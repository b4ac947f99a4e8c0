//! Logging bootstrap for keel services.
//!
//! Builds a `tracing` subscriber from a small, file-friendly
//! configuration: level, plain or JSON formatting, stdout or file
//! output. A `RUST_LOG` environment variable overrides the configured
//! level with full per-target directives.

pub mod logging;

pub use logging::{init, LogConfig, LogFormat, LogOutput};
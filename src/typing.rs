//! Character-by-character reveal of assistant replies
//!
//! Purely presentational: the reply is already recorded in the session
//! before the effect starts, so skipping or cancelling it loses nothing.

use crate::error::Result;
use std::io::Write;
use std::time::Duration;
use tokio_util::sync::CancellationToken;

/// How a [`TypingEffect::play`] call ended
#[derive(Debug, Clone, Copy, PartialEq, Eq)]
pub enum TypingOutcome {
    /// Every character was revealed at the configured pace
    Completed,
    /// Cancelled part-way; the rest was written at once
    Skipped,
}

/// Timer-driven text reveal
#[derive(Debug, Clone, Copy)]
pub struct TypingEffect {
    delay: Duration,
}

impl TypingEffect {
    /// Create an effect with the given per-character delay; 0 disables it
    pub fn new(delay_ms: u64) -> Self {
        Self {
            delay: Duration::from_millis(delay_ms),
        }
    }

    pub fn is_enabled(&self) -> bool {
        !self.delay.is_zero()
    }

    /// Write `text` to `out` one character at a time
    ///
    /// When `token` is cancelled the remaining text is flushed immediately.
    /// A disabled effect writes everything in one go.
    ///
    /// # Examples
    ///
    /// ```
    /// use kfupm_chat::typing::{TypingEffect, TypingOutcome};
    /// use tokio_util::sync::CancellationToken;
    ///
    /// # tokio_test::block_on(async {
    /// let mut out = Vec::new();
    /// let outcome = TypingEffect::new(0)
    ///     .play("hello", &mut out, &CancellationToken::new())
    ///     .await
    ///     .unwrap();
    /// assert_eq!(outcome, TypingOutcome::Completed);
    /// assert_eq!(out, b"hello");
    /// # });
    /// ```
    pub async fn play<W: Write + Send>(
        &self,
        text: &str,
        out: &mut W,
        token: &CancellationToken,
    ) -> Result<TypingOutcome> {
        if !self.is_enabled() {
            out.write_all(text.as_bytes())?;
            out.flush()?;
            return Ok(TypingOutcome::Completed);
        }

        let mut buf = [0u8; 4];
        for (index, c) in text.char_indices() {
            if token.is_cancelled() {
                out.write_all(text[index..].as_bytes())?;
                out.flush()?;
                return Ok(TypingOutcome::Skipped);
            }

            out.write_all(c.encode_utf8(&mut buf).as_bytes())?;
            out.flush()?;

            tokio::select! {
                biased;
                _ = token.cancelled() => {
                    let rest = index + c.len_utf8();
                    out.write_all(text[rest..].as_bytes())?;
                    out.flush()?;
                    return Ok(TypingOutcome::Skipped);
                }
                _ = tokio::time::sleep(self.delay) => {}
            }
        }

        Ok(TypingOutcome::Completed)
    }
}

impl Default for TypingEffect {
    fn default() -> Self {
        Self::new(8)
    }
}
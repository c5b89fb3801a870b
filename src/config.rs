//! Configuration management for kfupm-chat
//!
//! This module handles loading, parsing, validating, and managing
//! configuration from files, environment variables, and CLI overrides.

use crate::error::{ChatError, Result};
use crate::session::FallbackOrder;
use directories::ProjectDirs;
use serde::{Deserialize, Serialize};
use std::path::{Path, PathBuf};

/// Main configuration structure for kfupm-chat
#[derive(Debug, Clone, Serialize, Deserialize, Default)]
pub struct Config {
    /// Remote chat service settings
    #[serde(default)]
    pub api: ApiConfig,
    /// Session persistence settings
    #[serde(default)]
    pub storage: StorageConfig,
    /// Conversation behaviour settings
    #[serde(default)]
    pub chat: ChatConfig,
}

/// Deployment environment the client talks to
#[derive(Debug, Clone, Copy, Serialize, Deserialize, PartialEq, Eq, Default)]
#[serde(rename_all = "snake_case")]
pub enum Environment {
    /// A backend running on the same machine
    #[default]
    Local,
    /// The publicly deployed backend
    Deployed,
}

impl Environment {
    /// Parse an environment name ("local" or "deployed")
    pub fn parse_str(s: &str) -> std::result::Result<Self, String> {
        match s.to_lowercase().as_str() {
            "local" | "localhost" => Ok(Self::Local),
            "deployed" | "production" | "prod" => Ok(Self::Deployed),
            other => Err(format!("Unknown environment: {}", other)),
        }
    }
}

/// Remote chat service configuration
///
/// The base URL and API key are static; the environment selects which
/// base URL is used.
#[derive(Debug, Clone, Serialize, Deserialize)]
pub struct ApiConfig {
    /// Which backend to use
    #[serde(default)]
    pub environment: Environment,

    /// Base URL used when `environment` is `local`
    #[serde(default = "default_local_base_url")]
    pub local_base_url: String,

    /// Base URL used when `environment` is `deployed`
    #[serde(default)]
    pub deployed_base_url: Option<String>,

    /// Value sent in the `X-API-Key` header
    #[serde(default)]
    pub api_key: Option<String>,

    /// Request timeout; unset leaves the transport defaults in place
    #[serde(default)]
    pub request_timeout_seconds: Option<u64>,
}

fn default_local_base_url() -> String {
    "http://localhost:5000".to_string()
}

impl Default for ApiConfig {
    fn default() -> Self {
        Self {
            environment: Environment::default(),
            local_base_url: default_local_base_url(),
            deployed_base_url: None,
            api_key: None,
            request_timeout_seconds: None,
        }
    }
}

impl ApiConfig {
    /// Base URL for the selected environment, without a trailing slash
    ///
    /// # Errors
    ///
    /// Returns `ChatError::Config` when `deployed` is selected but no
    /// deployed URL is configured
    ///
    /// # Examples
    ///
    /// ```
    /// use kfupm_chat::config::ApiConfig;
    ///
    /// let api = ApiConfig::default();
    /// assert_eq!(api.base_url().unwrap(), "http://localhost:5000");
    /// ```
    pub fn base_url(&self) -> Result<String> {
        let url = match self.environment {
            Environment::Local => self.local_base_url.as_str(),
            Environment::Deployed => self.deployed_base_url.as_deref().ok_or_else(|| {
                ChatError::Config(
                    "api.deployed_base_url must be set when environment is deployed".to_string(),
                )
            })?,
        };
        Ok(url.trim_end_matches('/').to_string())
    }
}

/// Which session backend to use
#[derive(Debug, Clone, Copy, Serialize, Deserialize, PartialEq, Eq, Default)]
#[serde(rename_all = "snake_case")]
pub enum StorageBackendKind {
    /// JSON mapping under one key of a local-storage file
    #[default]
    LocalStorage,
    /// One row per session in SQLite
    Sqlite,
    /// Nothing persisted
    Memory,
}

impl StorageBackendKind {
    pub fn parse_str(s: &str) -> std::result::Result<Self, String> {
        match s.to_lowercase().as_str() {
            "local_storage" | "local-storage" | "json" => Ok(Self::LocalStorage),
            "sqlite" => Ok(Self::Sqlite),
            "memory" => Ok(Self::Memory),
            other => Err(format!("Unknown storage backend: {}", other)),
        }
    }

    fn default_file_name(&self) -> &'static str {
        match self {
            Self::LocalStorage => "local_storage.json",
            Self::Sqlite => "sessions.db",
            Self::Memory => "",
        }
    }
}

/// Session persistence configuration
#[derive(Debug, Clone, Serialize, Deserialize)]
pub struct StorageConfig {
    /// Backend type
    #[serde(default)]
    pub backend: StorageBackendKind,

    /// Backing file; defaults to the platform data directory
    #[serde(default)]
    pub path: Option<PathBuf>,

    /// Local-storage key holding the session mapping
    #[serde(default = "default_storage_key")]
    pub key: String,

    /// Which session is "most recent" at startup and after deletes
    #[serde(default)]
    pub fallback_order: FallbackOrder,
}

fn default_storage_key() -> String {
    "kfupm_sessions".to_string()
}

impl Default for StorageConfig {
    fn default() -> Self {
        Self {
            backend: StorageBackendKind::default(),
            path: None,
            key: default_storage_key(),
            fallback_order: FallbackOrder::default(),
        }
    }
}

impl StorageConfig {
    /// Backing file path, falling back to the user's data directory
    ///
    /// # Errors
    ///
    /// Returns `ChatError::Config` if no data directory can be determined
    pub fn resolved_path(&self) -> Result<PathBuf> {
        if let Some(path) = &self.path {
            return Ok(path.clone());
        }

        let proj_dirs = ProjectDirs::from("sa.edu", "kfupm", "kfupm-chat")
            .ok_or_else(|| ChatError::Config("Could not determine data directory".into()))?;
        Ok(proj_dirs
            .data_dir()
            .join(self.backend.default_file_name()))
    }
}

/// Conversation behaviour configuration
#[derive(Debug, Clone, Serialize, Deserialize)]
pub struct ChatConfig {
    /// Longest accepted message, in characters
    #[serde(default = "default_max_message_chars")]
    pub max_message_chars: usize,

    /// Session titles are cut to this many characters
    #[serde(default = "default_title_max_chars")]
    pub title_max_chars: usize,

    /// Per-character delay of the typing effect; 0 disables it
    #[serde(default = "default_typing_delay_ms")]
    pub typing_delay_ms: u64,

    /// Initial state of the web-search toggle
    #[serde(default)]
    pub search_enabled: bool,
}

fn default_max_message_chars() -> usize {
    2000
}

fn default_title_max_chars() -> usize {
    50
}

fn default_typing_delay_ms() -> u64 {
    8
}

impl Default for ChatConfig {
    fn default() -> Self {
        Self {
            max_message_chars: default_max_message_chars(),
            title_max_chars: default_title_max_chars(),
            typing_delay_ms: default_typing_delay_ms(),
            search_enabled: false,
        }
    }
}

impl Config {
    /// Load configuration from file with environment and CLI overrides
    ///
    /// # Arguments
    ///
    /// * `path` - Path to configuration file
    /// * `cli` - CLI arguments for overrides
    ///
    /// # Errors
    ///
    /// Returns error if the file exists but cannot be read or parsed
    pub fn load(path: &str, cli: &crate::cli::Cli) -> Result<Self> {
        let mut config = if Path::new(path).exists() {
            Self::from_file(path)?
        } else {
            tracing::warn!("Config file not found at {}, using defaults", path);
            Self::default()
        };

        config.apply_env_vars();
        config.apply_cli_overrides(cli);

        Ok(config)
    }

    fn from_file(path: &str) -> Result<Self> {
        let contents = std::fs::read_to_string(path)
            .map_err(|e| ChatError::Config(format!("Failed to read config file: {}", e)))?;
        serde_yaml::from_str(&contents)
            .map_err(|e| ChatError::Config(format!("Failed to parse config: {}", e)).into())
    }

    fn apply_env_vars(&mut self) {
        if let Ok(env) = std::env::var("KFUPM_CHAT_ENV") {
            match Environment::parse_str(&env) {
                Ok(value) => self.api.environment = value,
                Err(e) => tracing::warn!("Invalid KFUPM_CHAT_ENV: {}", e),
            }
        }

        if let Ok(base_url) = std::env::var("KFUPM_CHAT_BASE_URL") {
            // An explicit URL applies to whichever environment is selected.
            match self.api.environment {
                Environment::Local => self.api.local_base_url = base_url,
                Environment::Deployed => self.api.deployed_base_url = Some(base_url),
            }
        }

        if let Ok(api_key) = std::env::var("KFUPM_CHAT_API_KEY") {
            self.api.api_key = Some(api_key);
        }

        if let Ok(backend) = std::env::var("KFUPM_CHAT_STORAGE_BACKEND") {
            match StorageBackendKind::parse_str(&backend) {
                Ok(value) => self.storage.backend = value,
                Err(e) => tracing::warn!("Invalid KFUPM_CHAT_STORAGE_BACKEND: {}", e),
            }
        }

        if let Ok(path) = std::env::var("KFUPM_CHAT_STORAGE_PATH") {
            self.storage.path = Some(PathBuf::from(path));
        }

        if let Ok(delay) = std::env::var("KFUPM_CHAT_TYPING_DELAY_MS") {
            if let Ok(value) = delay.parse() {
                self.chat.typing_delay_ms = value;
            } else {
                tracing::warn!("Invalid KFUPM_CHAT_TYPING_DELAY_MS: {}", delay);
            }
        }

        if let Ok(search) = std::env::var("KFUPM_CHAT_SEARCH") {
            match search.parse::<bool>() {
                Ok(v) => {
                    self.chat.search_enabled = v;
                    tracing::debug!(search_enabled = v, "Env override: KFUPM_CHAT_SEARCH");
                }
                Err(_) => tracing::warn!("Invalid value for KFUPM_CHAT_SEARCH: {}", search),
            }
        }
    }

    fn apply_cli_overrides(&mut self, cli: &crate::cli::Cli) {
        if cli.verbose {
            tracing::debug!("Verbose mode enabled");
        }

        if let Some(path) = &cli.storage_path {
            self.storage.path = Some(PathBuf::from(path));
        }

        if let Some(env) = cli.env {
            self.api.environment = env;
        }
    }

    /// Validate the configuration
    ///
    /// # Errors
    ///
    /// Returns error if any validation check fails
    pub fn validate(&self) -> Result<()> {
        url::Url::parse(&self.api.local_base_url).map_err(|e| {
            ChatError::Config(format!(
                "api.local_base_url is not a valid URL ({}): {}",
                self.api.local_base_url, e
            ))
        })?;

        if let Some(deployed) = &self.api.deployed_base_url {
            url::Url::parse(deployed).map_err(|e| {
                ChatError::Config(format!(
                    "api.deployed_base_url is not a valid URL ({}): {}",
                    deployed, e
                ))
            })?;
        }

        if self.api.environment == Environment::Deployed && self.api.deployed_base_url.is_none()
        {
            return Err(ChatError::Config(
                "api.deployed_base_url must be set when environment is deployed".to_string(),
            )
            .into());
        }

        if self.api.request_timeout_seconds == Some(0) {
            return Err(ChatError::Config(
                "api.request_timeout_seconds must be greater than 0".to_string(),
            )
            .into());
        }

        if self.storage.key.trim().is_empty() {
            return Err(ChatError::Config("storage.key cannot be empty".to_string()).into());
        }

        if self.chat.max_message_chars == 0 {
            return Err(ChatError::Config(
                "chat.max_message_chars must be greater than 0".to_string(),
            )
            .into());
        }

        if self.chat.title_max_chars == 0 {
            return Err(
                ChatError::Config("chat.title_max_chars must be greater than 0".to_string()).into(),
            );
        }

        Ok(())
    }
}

* ASSIGNMENT
In the lines above, find the word "static" and copy each line that contains it.

* COMPLETED TASK
/// The base URL and API key are static; the environment selects which
    fn default_file_name(&self) -> &'static str {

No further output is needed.